- [Aim of the task]: The required output is every record, reproduced exactly.

- [Raw data]:
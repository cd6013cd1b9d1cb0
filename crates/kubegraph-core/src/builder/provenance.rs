//! Which resource declared which edge.

use std::collections::{BTreeSet, HashMap};

use crate::model::{EdgeId, NodeId};
use crate::rules::EdgeOrigin;

#[derive(Debug, Clone, PartialEq, Eq)]
pub(crate) struct EdgeSource {
    pub declarer: NodeId,
    pub origin: EdgeOrigin,
}

/// Edge ownership by declaring resource, live and pending alike.
#[derive(Debug, Default)]
pub(crate) struct Provenance {
    declared: HashMap<NodeId, BTreeSet<EdgeId>>,
    sources: HashMap<EdgeId, EdgeSource>,
}

impl Provenance {
    pub fn record(&mut self, edge: EdgeId, declarer: &NodeId, origin: EdgeOrigin) {
        self.declared
            .entry(declarer.clone())
            .or_default()
            .insert(edge.clone());
        self.sources.insert(
            edge,
            EdgeSource {
                declarer: declarer.clone(),
                origin,
            },
        );
    }

    pub fn forget(&mut self, edge: &EdgeId) -> Option<EdgeSource> {
        let source = self.sources.remove(edge)?;
        if let Some(set) = self.declared.get_mut(&source.declarer) {
            set.remove(edge);
            if set.is_empty() {
                self.declared.remove(&source.declarer);
            }
        }
        Some(source)
    }

    /// Remove and return everything `declarer` declared.
    pub fn take_declared(&mut self, declarer: &NodeId) -> BTreeSet<EdgeId> {
        let edges = self.declared.remove(declarer).unwrap_or_default();
        for edge in &edges {
            self.sources.remove(edge);
        }
        edges
    }

    pub fn declared_by(&self, declarer: &NodeId, edge: &EdgeId) -> bool {
        self.declared
            .get(declarer)
            .map_or(false, |set| set.contains(edge))
    }

    pub fn source(&self, edge: &EdgeId) -> Option<&EdgeSource> {
        self.sources.get(edge)
    }

    pub fn len(&self) -> usize {
        self.sources.len()
    }
}

#[cfg(test)]
mod tests {
    use super::*;
    use crate::model::{Relation, ResourceKind};

    #[test]
    fn test_record_and_forget() {
        let pod = NodeId::new(ResourceKind::Pod, Some("ns"), "p");
        let cm = NodeId::new(ResourceKind::ConfigMap, Some("ns"), "c");
        let edge = EdgeId::derive(&pod, &cm, Relation::VolumeReference);

        let mut provenance = Provenance::default();
        provenance.record(edge.clone(), &pod, EdgeOrigin::Reference);
        assert!(provenance.declared_by(&pod, &edge));

        let source = provenance.forget(&edge).unwrap();
        assert_eq!(source.declarer, pod);
        assert!(!provenance.declared_by(&pod, &edge));
        assert!(provenance.take_declared(&pod).is_empty());
        assert_eq!(provenance.len(), 0);
    }
}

- [Solution to the problem]:
repository cd6013cd1b9d1cb0
filename crates/kubegraph-core/src/builder/provenance.rs
//! Which resource declared which edge.

use std::collections::{BTreeSet, HashMap};

use crate::model::{EdgeId, NodeId};
use crate::rules::EdgeOrigin;

#[derive(Debug, Clone, PartialEq, Eq)]
pub(crate) struct EdgeSource {
    pub declarer: NodeId,
    pub origin: EdgeOrigin,
}

/// Edge ownership by declaring resource, live and pending alike.
#[derive(Debug, Default)]
pub(crate) struct Provenance {
    declared: HashMap<NodeId, BTreeSet<EdgeId>>,
    sources: HashMap<EdgeId, EdgeSource>,
}

impl Provenance {
    pub fn record(&mut self, edge: EdgeId, declarer: &NodeId, origin: EdgeOrigin) {
        self.declared
            .entry(declarer.clone())
            .or_default()
            .insert(edge.clone());
        self.sources.insert(
            edge,
            EdgeSource {
                declarer: declarer.clone(),
                origin,
            },
        );
    }

    pub fn forget(&mut self, edge: &EdgeId) -> Option<EdgeSource> {
        let source = self.sources.remove(edge)?;
        if let Some(set) = self.declared.get_mut(&source.declarer) {
            set.remove(edge);
            if set.is_empty() {
                self.declared.remove(&source.declarer);
            }
        }
        Some(source)
    }

    /// Remove and return everything `declarer` declared.
    pub fn take_declared(&mut self, declarer: &NodeId) -> BTreeSet<EdgeId> {
        let edges = self.declared.remove(declarer).unwrap_or_default();
        for edge in &edges {
            self.sources.remove(edge);
        }
        edges
    }

    pub fn declared_by(&self, declarer: &NodeId, edge: &EdgeId) -> bool {
        self.declared
            .get(declarer)
            .map_or(false, |set| set.contains(edge))
    }

    pub fn source(&self, edge: &EdgeId) -> Option<&EdgeSource> {
        self.sources.get(edge)
    }

    pub fn len(&self) -> usize {
        self.sources.len()
    }
}

#[cfg(test)]
mod tests {
    use super::*;
    use crate::model::{Relation, ResourceKind};

    #[test]
    fn test_record_and_forget() {
        let pod = NodeId::new(ResourceKind::Pod, Some("ns"), "p");
        let cm = NodeId::new(ResourceKind::ConfigMap, Some("ns"), "c");
        let edge = EdgeId::derive(&pod, &cm, Relation::VolumeReference);

        let mut provenance = Provenance::default();
        provenance.record(edge.clone(), &pod, EdgeOrigin::Reference);
        assert!(provenance.declared_by(&pod, &edge));

        let source = provenance.forget(&edge).unwrap();
        assert_eq!(source.declarer, pod);
        assert!(!provenance.declared_by(&pod, &edge));
        assert!(provenance.take_declared(&pod).is_empty());
        assert_eq!(provenance.len(), 0);
    }
}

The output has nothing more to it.